**Exercise brief**
Word for word, write out all of the entries that follow.

------

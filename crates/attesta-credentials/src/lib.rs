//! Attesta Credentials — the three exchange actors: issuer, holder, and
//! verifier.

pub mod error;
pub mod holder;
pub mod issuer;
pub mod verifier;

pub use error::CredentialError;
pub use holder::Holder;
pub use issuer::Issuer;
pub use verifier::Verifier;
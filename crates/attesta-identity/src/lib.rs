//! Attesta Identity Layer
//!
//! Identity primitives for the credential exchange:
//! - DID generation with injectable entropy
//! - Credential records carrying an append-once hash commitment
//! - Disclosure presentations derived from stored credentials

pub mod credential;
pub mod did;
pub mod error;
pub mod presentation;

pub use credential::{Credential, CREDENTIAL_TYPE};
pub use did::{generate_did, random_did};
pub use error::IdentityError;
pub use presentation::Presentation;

------

**Output below**
filename crates/attesta-credentials/src/lib.rs
//! Attesta Credentials — the three exchange actors: issuer, holder, and
//! verifier.

pub mod error;
pub mod holder;
pub mod issuer;
pub mod verifier;

pub use error::CredentialError;
pub use holder::Holder;
pub use issuer::Issuer;
pub use verifier::Verifier;
filename crates/attesta-identity/src/lib.rs
//! Attesta Identity Layer
//!
//! Identity primitives for the credential exchange:
//! - DID generation with injectable entropy
//! - Credential records carrying an append-once hash commitment
//! - Disclosure presentations derived from stored credentials

pub mod credential;
pub mod did;
pub mod error;
pub mod presentation;

pub use credential::{Credential, CREDENTIAL_TYPE};
pub use did::{generate_did, random_did};
pub use error::IdentityError;
pub use presentation::Presentation;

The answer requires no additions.